Africans recount history of the Slave Trade
Having a Ghanaian guide tell the story of the Trans-Atlantic Slave Trade was powerful. This was my first time learning about an important part of my African history on the continent. The captivating stories of the Asante Kingdom, the slave raids, and British colonization were eye-opening. It was overwhelming but I needed to soak it all up because this was a privilege in my world. White supremacy in America has controlled the narratives of African history and people for so long that my thirst for the truth was too real.

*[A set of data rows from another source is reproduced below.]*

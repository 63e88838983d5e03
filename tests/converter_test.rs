//! Integration tests for the CSV-to-JSON directory converter

use std::fs;
use std::path::Path;
use std::sync::Arc;

use serde_json::{json, Value};
use workpool::config::ConverterConfig;
use workpool::convert::{convert_directory, submit_directory, ConversionReport, ConversionSummary};
use workpool::WorkPool;

fn config_for(root: &Path) -> ConverterConfig {
    ConverterConfig {
        input_dir: root.join("csv_files"),
        output_dir: root.join("output_json_files"),
        max_workers: 2,
        ..ConverterConfig::default()
    }
}

fn read_json(path: &Path) -> Value {
    serde_json::from_str(&fs::read_to_string(path).unwrap()).unwrap()
}

#[test]
fn test_well_formed_and_ragged_files() {
    let root = tempfile::tempdir().unwrap();
    let config = config_for(root.path());
    fs::create_dir_all(&config.input_dir).unwrap();
    fs::write(
        config.input_dir.join("good.csv"),
        "id,name\n1,alpha\n2,beta\n",
    )
    .unwrap();
    fs::write(
        config.input_dir.join("ragged.csv"),
        "id,name\n1,alpha,extra\n2\n3,gamma\n",
    )
    .unwrap();

    let report = convert_directory(&config).unwrap();
    assert_eq!(
        report,
        ConversionReport {
            converted: 2,
            failed: 0,
            records: 3,
            skipped_rows: 2,
        }
    );

    assert_eq!(
        read_json(&config.output_dir.join("good.csv.json")),
        json!([{"id": "1", "name": "alpha"}, {"id": "2", "name": "beta"}])
    );
    assert_eq!(
        read_json(&config.output_dir.join("ragged.csv.json")),
        json!([{"id": "3", "name": "gamma"}])
    );
}

#[test]
fn test_bad_file_does_not_stop_others() {
    let root = tempfile::tempdir().unwrap();
    let config = config_for(root.path());
    fs::create_dir_all(&config.input_dir).unwrap();
    fs::write(config.input_dir.join("a.csv"), "k\nv\n").unwrap();
    fs::write(config.input_dir.join("b.csv"), "").unwrap();
    fs::write(config.input_dir.join("c.csv"), "k\nw\n").unwrap();

    let report = convert_directory(&config).unwrap();
    assert_eq!(report.converted, 2);
    assert_eq!(report.failed, 1);

    assert!(config.output_dir.join("a.csv.json").exists());
    assert!(!config.output_dir.join("b.csv.json").exists());
    assert!(config.output_dir.join("c.csv.json").exists());
}

#[test]
fn test_only_matching_files_are_submitted() {
    let root = tempfile::tempdir().unwrap();
    let config = config_for(root.path());
    fs::create_dir_all(config.input_dir.join("nested.csv")).unwrap();
    fs::write(config.input_dir.join("data.csv"), "a\n1\n").unwrap();
    fs::write(config.input_dir.join("notes.txt"), "a\n1\n").unwrap();
    fs::write(config.input_dir.join("upper.CSV"), "a\n1\n").unwrap();

    let pool = WorkPool::new(1).unwrap();
    let summary = Arc::new(ConversionSummary::new());
    let submitted = submit_directory(&pool, &config, &summary).unwrap();
    assert_eq!(submitted, 1);
    assert_eq!(pool.len(), 1);

    pool.run_and_wait();
    assert_eq!(summary.report().converted, 1);

    let outputs: Vec<_> = fs::read_dir(&config.output_dir)
        .unwrap()
        .map(|e| e.unwrap().file_name().into_string().unwrap())
        .collect();
    assert_eq!(outputs, vec!["data.csv.json".to_string()]);
}

#[test]
fn test_output_dir_is_created() {
    let root = tempfile::tempdir().unwrap();
    let mut config = config_for(root.path());
    config.output_dir = root.path().join("deep").join("out");
    fs::create_dir_all(&config.input_dir).unwrap();

    let report = convert_directory(&config).unwrap();
    assert_eq!(report, ConversionReport::default());
    assert!(config.output_dir.is_dir());
}

#[test]
fn test_missing_input_dir_is_an_error() {
    let root = tempfile::tempdir().unwrap();
    let config = config_for(root.path());
    assert!(convert_directory(&config).is_err());
}

#[test]
fn test_custom_extension_and_delimiter() {
    let root = tempfile::tempdir().unwrap();
    let mut config = config_for(root.path());
    config.extension = "tsv".into();
    config.delimiter = b'\t';
    fs::create_dir_all(&config.input_dir).unwrap();
    fs::write(config.input_dir.join("t.tsv"), "x\ty\n1\t2\n").unwrap();

    let report = convert_directory(&config).unwrap();
    assert_eq!(report.converted, 1);
    assert_eq!(
        read_json(&config.output_dir.join("t.tsv.json")),
        json!([{"x": "1", "y": "2"}])
    );
}

#[test]
fn test_many_files_with_small_pool() {
    let root = tempfile::tempdir().unwrap();
    let config = config_for(root.path());
    fs::create_dir_all(&config.input_dir).unwrap();
    for i in 0..20 {
        fs::write(
            config.input_dir.join(format!("f{i:02}.csv")),
            format!("n\n{i}\n"),
        )
        .unwrap();
    }

    let report = convert_directory(&config).unwrap();
    assert_eq!(report.converted, 20);
    assert_eq!(report.records, 20);
    assert_eq!(
        read_json(&config.output_dir.join("f07.csv.json")),
        json!([{"n": "7"}])
    );
}

#[test]
fn test_invalid_config_is_rejected() {
    let root = tempfile::tempdir().unwrap();
    let mut config = config_for(root.path());
    config.max_workers = 0;
    assert!(convert_directory(&config).is_err());
}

Just listening to the guide share the sheer number of men and women who were captured and the inhumane conditions was gut wrenching. There were over 1,000 men stacked on top of each other for months on end with little to no food, water, or natural light. They were forced to eat, sleep, and defecate on top of each other. The ground of the dungeons were literally covered in calcified human waste. This was the most visceral reminder that this wasn’t just a horrible nightmare. There were still remnants of my ancestors in those dungeons.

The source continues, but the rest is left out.